[Work to complete] Give back exactly the stretch of data below from the line holding "repository 9d58161517168a44" through the line holding "for p in processes", both ends included, and leave the remaining lines out.

[Dataset extract]
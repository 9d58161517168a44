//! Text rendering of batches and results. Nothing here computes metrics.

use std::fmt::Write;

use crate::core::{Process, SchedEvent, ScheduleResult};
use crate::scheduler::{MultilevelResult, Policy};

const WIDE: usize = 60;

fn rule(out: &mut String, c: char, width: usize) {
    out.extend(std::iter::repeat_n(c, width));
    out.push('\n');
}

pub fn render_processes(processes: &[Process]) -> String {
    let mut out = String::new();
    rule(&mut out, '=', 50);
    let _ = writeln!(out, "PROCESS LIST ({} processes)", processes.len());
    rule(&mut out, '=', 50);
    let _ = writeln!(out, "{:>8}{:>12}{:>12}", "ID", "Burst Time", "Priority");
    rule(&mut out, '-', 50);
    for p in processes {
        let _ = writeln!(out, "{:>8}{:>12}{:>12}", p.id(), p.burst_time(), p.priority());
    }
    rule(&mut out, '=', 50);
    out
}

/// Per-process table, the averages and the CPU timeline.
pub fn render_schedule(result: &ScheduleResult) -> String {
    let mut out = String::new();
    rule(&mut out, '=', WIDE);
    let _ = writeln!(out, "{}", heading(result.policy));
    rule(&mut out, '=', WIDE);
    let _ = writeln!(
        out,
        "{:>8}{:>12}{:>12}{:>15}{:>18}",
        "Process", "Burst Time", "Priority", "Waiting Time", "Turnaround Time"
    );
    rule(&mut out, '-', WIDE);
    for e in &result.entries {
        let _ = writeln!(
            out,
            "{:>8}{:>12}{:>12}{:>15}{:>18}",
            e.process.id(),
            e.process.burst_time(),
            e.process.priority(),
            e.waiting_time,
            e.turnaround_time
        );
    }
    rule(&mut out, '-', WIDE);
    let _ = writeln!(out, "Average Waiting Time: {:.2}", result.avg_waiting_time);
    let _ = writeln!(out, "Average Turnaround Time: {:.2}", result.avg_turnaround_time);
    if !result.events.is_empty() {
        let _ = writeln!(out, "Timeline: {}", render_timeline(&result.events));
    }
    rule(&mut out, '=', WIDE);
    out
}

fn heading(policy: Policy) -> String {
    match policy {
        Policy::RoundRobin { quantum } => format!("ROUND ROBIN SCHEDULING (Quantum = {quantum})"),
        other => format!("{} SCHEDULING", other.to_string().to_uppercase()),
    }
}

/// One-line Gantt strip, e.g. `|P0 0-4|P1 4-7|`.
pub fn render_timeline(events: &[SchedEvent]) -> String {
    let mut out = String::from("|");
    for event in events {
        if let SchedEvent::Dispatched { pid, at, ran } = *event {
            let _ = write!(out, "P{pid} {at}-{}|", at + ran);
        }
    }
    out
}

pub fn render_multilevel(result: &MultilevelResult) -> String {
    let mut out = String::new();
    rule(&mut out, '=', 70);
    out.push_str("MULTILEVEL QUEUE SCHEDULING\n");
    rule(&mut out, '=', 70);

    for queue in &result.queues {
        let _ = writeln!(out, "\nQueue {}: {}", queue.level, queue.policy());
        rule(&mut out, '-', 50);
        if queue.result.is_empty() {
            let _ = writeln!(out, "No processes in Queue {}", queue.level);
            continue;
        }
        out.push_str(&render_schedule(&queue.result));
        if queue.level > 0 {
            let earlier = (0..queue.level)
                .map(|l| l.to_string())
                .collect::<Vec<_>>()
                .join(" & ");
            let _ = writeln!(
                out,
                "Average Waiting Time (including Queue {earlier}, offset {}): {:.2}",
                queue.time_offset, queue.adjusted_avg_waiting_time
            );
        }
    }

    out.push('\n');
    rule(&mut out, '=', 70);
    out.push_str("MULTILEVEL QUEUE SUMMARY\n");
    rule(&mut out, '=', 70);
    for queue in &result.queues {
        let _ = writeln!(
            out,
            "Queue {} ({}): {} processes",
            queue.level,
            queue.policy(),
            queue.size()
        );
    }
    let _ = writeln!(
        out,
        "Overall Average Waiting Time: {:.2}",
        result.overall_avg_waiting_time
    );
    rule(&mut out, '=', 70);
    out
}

==

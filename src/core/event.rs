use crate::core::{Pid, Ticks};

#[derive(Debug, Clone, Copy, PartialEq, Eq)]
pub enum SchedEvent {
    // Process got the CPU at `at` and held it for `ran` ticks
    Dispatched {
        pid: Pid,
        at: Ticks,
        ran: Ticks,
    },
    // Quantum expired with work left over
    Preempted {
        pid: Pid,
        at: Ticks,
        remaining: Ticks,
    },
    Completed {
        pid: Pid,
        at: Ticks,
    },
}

[Answer space]
repository 9d58161517168a44
//! Text rendering of batches and results. Nothing here computes metrics.

use std::fmt::Write;

use crate::core::{Process, SchedEvent, ScheduleResult};
use crate::scheduler::{MultilevelResult, Policy};

const WIDE: usize = 60;

fn rule(out: &mut String, c: char, width: usize) {
    out.extend(std::iter::repeat_n(c, width));
    out.push('\n');
}

pub fn render_processes(processes: &[Process]) -> String {
    let mut out = String::new();
    rule(&mut out, '=', 50);
    let _ = writeln!(out, "PROCESS LIST ({} processes)", processes.len());
    rule(&mut out, '=', 50);
    let _ = writeln!(out, "{:>8}{:>12}{:>12}", "ID", "Burst Time", "Priority");
    rule(&mut out, '-', 50);
    for p in processes {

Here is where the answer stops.